Complete text extracted from the document (3,940 characters)

Table 25: Additional costs on petrochemical producers of higher feedstock prices
Current scheme (US$50/bbl) | US Spot/(US$50/bbl) | Government revenues raised (US$bn)
Ethane | 950 | 1,411 | 461
Methane | 201 | 457 | 256
Propane | 3,918 | 4,898 | 980
Butane | 789 | 986 | 197
Naphtha | 2,348 | 2,934 | 587
Ammonia | 64 | 132 | 69
Feedstock cost | 8,269 | 10,819 | 2,550
Electricity & water | 1,039 | 2,053 | 1,014
Total | 9,309 | 12,872 | 3,564
Source: IHS Chemical, BofA Merrill Lynch Global Research. US spot refers to natural gas prices of US$2.6/mn BTU. The US$2.5bn feedstock price rise could directly accrue to the central government through Saudi Aramco, while higher electricity and water charges would not.
Moving further down the value chain
Downstream operations in Saudi have historically been international Joint-Ventures (JVs) and government-owned entities like SABIC. In July 1993, the government issued a Royal Decree that merged all the state-owned refineries, distribution activities and marketing operations under Saudi Aramco.
This resulted in a transfer of the government’s stake in three key refineries and international refining and petrochemical operations to one state-owned company. Today, Saudi Aramco is one of the largest crude oil refiners in the world and aims to become a top-three petrochemical producer through standalone petrochemicals facilities like Sadara, downstream integration at its many refineries, and potential acquisitions. The recent announcement of the US split with Shell was followed by comments that the breakup was due to different strategies by both companies with Aramco increasing its focus on petrochemicals.

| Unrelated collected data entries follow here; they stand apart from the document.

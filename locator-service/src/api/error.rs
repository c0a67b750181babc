use axum::{
    extract::rejection::{FormRejection, JsonRejection, QueryRejection},
    http::StatusCode,
    response::{IntoResponse, Response},
    Json,
};
use serde_json::json;

/// The identifier space a request failed to resolve in.
#[derive(Debug, Clone, Copy, PartialEq, Eq)]
pub enum Identifier {
    Code,
    Serial,
    Customer,
    Substation,
    Switch,
    OrgUnit,
    SubstationName,
    Document,
}

impl Identifier {
    fn not_supplied(self) -> &'static str {
        match self {
            Identifier::Code => "Šifra nije unesena.",
            Identifier::Serial => "Serijski broj nije unesen.",
            Identifier::Customer => "Kupac nije unesen.",
            Identifier::Substation => "Naziv trafostanice nije unesen.",
            Identifier::Switch => "Šifra ili naziv rastavljača nije unesen.",
            Identifier::OrgUnit => "OJ i OH moraju biti uneseni.",
            Identifier::SubstationName => "Naziv TS nije unesen.",
            Identifier::Document => "Naziv dokumenta nije unesen.",
        }
    }

    fn wrong_type(self) -> &'static str {
        match self {
            Identifier::Code => "Pogrešan tip podatka: šifra mora sadržavati samo cifre.",
            Identifier::Serial => "Pogrešan tip podatka: serijski broj mora sadržavati samo cifre.",
            _ => "Pogrešan tip podatka.",
        }
    }

    fn not_found(self) -> &'static str {
        match self {
            Identifier::Code => "Šifra nije pronađena u bazi.",
            Identifier::Serial => "Serijski broj nije pronađen u bazi.",
            Identifier::Customer => "Kupac nije pronađen u bazi.",
            Identifier::Substation => "Trafostanica nije pronađena.",
            Identifier::Switch => "Rastavljač nije pronađen.",
            Identifier::OrgUnit => "Nema brojila za odabranu OJ i OH.",
            Identifier::SubstationName => "Nema brojila za traženi naziv TS.",
            Identifier::Document => "Dokument nije pronađen.",
        }
    }
}

#[derive(thiserror::Error, Debug)]
pub enum ApiError {
    #[error("{}", .0.not_supplied())]
    NotSupplied(Identifier),
    #[error("{}", .0.wrong_type())]
    WrongType(Identifier),
    #[error("{}", .0.not_found())]
    NotFound(Identifier),
    #[error("Neispravan zahtjev: {0}")]
    BadRequest(String),
    #[error("Interna greška servera.")]
    Internal(String),
}

impl ApiError {
    pub fn status(&self) -> StatusCode {
        match self {
            // A missing code or serial is reported like an unknown one.
            ApiError::NotSupplied(Identifier::Code | Identifier::Serial) => StatusCode::NOT_FOUND,
            ApiError::NotSupplied(_) => StatusCode::BAD_REQUEST,
            ApiError::WrongType(_) => StatusCode::BAD_REQUEST,
            ApiError::NotFound(_) => StatusCode::NOT_FOUND,
            ApiError::BadRequest(_) => StatusCode::BAD_REQUEST,
            ApiError::Internal(_) => StatusCode::INTERNAL_SERVER_ERROR,
        }
    }

    fn record(&self, endpoint: &'static str) {
        match self.status() {
            StatusCode::NOT_FOUND => {
                metrics::counter!("locator_not_found_total", "endpoint" => endpoint).increment(1);
            }
            StatusCode::BAD_REQUEST => {
                metrics::counter!("locator_bad_requests_total", "endpoint" => endpoint).increment(1);
            }
            _ => {
                metrics::counter!("locator_internal_errors_total", "endpoint" => endpoint).increment(1);
            }
        }
    }
}

/// Counts a request and its failure, if any, under `endpoint`.
pub(crate) fn observed<T>(endpoint: &'static str, result: Result<T, ApiError>) -> Result<T, ApiError> {
    metrics::counter!("locator_requests_total", "endpoint" => endpoint).increment(1);
    if let Err(e) = &result {
        e.record(endpoint);
    }
    result
}

impl IntoResponse for ApiError {
    fn into_response(self) -> Response {
        if let ApiError::Internal(detail) = &self {
            tracing::error!(%detail, "request failed");
        }
        (self.status(), Json(json!({ "error": self.to_string() }))).into_response()
    }
}

impl From<FormRejection> for ApiError {
    fn from(r: FormRejection) -> Self {
        ApiError::BadRequest(r.body_text())
    }
}

impl From<JsonRejection> for ApiError {
    fn from(r: JsonRejection) -> Self {
        ApiError::BadRequest(r.body_text())
    }
}

impl From<QueryRejection> for ApiError {
    fn from(r: QueryRejection) -> Self {
        ApiError::BadRequest(r.body_text())
    }
}

#[cfg(test)]
mod tests {
    use super::*;

    #[test]
    fn missing_code_is_not_found_but_missing_switch_is_bad_request() {
        assert_eq!(ApiError::NotSupplied(Identifier::Code).status(), StatusCode::NOT_FOUND);
        assert_eq!(ApiError::NotSupplied(Identifier::Switch).status(), StatusCode::BAD_REQUEST);
        assert_eq!(ApiError::WrongType(Identifier::Serial).status(), StatusCode::BAD_REQUEST);
    }

    #[test]
    fn messages_name_the_identifier_space() {
        assert_eq!(ApiError::NotFound(Identifier::Code).to_string(), "Šifra nije pronađena u bazi.");
        assert_eq!(ApiError::NotFound(Identifier::Serial).to_string(), "Serijski broj nije pronađen u bazi.");
        assert_eq!(ApiError::Internal("boom".into()).to_string(), "Interna greška servera.");
    }
}
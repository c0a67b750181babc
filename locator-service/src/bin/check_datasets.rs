//! Loads the configured datasets exactly as the server would and exits.
//! A non-zero exit status means the server would refuse to start.

use anyhow::Result;
use locator_service::{config::AppConfig, loader, observability};

#[tokio::main]
async fn main() -> Result<()> {
    observability::init_tracing();

    let cfg = AppConfig::load()?;
    let index = loader::load_index(&cfg.datasets, cfg.org_units.aliases.clone()).await?;

    println!(
        "ok: {} meters ({} located), {} customers, {} substations, {} switches",
        index.meter_count(),
        index.location_count(),
        index.customer_count(),
        index.substation_count(),
        index.switch_count(),
    );
    Ok(())
}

Petrochemicals - a route to diversification
Saudi Arabia is emerging as one of the largest petrochemicals producers globally. The country initially started with integrated refining leading to petrochemical production through its multiple JVs in Saudi and other regions, and is now building the largest petrochemical complex globally. One of the goals is to maximise the value of the Saudi hydrocarbon chain. Ultimately, this expansion into petrochemicals should further support the diversification drive and thus support the stated goals for the Saudi economy.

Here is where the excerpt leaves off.